TASK ITEM |
Which lines below include "ExitCode"? Copy them all.

Saved data entries |
※

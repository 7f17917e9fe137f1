//! ARBI disassembler
//!
//! Prints the decode trace of a container to stdout. Logging goes to stderr and
//! is controlled with `RUST_LOG`.

use arbin_cli::{run, Cli};
use clap::Parser;
use std::io::{self, BufWriter};
use std::process::ExitCode;
use tracing_subscriber::{layer::SubscriberExt, util::SubscriberInitExt};

fn main() -> ExitCode {
    tracing_subscriber::registry()
        .with(
            tracing_subscriber::EnvFilter::try_from_default_env()
                .unwrap_or_else(|_| "warn".into()),
        )
        .with(tracing_subscriber::fmt::layer().with_writer(io::stderr))
        .init();

    let cli = Cli::parse();

    let stdout = io::stdout();
    match run(&cli.path, BufWriter::new(stdout.lock())) {
        Ok(_) => ExitCode::SUCCESS,
        Err(e) => {
            eprintln!("error: {:#}", e);
            ExitCode::FAILURE
        }
    }
}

※

ANSWER FOR THIS EXERCISE |
use std::process::ExitCode;
fn main() -> ExitCode {
        Ok(_) => ExitCode::SUCCESS,
            ExitCode::FAILURE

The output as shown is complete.